Start of Block

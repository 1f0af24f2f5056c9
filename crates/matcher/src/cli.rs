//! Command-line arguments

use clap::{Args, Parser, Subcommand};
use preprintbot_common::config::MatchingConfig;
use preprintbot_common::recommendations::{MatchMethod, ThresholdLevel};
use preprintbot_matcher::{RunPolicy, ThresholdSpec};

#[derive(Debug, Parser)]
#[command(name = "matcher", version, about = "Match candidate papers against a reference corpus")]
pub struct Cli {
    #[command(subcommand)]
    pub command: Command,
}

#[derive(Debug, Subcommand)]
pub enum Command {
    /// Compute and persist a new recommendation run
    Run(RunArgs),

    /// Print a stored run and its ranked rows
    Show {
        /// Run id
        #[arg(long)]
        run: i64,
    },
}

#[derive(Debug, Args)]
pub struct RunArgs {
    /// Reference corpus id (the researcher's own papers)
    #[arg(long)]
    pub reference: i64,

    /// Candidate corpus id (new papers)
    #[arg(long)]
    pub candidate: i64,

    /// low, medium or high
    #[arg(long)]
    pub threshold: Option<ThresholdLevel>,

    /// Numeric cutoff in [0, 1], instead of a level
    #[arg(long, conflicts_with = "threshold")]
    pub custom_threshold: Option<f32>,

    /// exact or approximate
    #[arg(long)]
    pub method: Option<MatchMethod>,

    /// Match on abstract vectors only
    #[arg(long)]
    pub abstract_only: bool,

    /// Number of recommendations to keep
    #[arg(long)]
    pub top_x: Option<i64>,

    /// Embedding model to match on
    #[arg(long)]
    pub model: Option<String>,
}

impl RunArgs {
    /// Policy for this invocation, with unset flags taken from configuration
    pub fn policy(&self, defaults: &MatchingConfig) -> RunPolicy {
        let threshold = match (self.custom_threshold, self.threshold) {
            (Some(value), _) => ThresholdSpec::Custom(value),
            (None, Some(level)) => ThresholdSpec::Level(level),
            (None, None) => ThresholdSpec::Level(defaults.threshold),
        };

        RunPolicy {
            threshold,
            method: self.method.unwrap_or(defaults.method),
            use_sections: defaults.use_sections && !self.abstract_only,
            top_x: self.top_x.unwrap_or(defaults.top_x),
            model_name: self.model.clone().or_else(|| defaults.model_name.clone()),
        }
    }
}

End of Block
Start of Block

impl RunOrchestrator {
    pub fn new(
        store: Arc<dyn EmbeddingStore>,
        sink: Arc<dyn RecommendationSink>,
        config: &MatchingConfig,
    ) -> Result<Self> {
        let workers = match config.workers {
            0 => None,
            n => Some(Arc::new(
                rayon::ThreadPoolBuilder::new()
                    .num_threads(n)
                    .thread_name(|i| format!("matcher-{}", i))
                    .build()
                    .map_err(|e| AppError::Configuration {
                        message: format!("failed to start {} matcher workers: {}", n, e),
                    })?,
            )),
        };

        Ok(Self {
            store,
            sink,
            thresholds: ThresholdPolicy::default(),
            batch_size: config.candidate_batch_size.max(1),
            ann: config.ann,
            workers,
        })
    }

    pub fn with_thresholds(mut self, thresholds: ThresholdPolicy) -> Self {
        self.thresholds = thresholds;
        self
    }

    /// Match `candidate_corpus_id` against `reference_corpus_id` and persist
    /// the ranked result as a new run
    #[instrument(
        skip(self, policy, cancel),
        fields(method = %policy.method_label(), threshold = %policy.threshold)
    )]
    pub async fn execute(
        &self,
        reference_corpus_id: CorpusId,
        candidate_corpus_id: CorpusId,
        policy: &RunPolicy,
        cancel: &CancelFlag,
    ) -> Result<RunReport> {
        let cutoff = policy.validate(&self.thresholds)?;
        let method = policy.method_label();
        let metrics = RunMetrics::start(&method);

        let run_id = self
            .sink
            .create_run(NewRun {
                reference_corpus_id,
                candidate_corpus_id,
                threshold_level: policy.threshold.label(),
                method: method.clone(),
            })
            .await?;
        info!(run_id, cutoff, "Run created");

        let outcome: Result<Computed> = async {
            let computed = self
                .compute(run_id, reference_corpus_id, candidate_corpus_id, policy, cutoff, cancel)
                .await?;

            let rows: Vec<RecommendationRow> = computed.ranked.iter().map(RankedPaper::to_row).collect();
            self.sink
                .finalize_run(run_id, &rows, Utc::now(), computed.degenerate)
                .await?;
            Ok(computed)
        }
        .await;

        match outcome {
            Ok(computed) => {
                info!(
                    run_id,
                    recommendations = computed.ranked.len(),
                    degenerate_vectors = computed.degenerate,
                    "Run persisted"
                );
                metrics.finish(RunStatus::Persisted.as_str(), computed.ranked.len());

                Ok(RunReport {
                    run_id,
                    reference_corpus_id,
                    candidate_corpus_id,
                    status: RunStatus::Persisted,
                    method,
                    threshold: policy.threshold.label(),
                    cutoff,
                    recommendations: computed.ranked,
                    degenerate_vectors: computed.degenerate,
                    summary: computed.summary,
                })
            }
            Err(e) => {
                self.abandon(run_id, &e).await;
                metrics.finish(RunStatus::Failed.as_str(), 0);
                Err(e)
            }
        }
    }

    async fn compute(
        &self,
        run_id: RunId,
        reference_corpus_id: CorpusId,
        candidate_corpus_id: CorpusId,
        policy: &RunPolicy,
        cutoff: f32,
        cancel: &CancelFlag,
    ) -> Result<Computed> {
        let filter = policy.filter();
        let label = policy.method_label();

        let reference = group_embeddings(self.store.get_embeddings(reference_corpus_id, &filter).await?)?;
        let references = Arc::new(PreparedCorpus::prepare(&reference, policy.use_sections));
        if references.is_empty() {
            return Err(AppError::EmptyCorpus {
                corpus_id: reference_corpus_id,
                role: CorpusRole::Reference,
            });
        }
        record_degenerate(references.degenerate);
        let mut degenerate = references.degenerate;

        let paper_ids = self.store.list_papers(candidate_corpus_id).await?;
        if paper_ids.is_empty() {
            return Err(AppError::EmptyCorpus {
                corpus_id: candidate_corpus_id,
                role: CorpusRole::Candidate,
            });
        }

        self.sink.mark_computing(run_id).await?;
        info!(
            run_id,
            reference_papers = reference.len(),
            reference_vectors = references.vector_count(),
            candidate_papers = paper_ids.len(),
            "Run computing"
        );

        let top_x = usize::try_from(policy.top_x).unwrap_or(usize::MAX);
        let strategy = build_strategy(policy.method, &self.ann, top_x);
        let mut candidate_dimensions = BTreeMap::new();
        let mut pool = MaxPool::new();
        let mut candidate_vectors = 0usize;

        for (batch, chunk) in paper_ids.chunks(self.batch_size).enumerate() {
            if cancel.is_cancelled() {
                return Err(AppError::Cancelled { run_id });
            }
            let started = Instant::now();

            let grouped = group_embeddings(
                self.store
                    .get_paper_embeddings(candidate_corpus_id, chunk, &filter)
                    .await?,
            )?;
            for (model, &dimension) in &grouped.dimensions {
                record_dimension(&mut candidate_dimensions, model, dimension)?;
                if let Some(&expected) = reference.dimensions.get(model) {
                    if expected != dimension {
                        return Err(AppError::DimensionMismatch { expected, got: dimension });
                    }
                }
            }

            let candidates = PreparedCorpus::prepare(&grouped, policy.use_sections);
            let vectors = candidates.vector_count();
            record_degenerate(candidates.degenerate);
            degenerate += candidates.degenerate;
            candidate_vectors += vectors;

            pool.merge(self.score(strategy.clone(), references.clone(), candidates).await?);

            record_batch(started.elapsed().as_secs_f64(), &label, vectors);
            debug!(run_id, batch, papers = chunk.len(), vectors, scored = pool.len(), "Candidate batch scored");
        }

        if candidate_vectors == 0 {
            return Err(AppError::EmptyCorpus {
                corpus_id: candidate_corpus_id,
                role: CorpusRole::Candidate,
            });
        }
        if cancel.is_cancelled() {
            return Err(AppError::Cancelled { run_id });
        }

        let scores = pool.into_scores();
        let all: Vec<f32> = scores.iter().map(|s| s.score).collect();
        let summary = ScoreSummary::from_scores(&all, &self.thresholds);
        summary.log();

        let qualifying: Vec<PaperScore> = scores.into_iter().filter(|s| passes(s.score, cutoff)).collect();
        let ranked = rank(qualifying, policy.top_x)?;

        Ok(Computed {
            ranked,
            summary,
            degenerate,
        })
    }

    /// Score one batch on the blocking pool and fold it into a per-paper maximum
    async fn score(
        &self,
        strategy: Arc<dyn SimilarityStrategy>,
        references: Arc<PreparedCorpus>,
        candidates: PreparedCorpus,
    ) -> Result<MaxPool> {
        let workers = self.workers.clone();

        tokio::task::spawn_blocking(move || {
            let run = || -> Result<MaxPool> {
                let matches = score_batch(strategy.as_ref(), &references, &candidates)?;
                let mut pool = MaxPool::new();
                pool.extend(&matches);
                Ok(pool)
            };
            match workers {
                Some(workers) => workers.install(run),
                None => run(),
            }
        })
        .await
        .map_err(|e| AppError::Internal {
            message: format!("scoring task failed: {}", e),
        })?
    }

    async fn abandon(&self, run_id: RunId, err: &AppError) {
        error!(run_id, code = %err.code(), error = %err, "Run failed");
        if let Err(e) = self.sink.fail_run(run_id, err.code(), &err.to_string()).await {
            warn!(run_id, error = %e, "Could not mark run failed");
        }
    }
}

End of Block

Your answer should consist of the lines from the line with "repository 1f0af24f2f5056c9" to the line with "to match on" above, repeated exactly, both ends included.

## REPLY
repository 1f0af24f2f5056c9
filename crates/matcher/src/cli.rs
//! Command-line arguments

use clap::{Args, Parser, Subcommand};
use preprintbot_common::config::MatchingConfig;
use preprintbot_common::recommendations::{MatchMethod, ThresholdLevel};
use preprintbot_matcher::{RunPolicy, ThresholdSpec};

#[derive(Debug, Parser)]
#[command(name = "matcher", version, about = "Match candidate papers against a reference corpus")]
pub struct Cli {
    #[command(subcommand)]
    pub command: Command,
}

#[derive(Debug, Subcommand)]
pub enum Command {
    /// Compute and persist a new recommendation run
    Run(RunArgs),

    /// Print a stored run and its ranked rows
    Show {
        /// Run id
        #[arg(long)]
        run: i64,
    },
}

#[derive(Debug, Args)]
pub struct RunArgs {
    /// Reference corpus id (the researcher's own papers)
    #[arg(long)]
    pub reference: i64,

    /// Candidate corpus id (new papers)
    #[arg(long)]
    pub candidate: i64,

    /// low, medium or high
    #[arg(long)]
    pub threshold: Option<ThresholdLevel>,

    /// Numeric cutoff in [0, 1], instead of a level
    #[arg(long, conflicts_with = "threshold")]
    pub custom_threshold: Option<f32>,

    /// exact or approximate
    #[arg(long)]
    pub method: Option<MatchMethod>,

    /// Match on abstract vectors only
    #[arg(long)]
    pub abstract_only: bool,

    /// Number of recommendations to keep
    #[arg(long)]
    pub top_x: Option<i64>,

    /// Embedding model to match on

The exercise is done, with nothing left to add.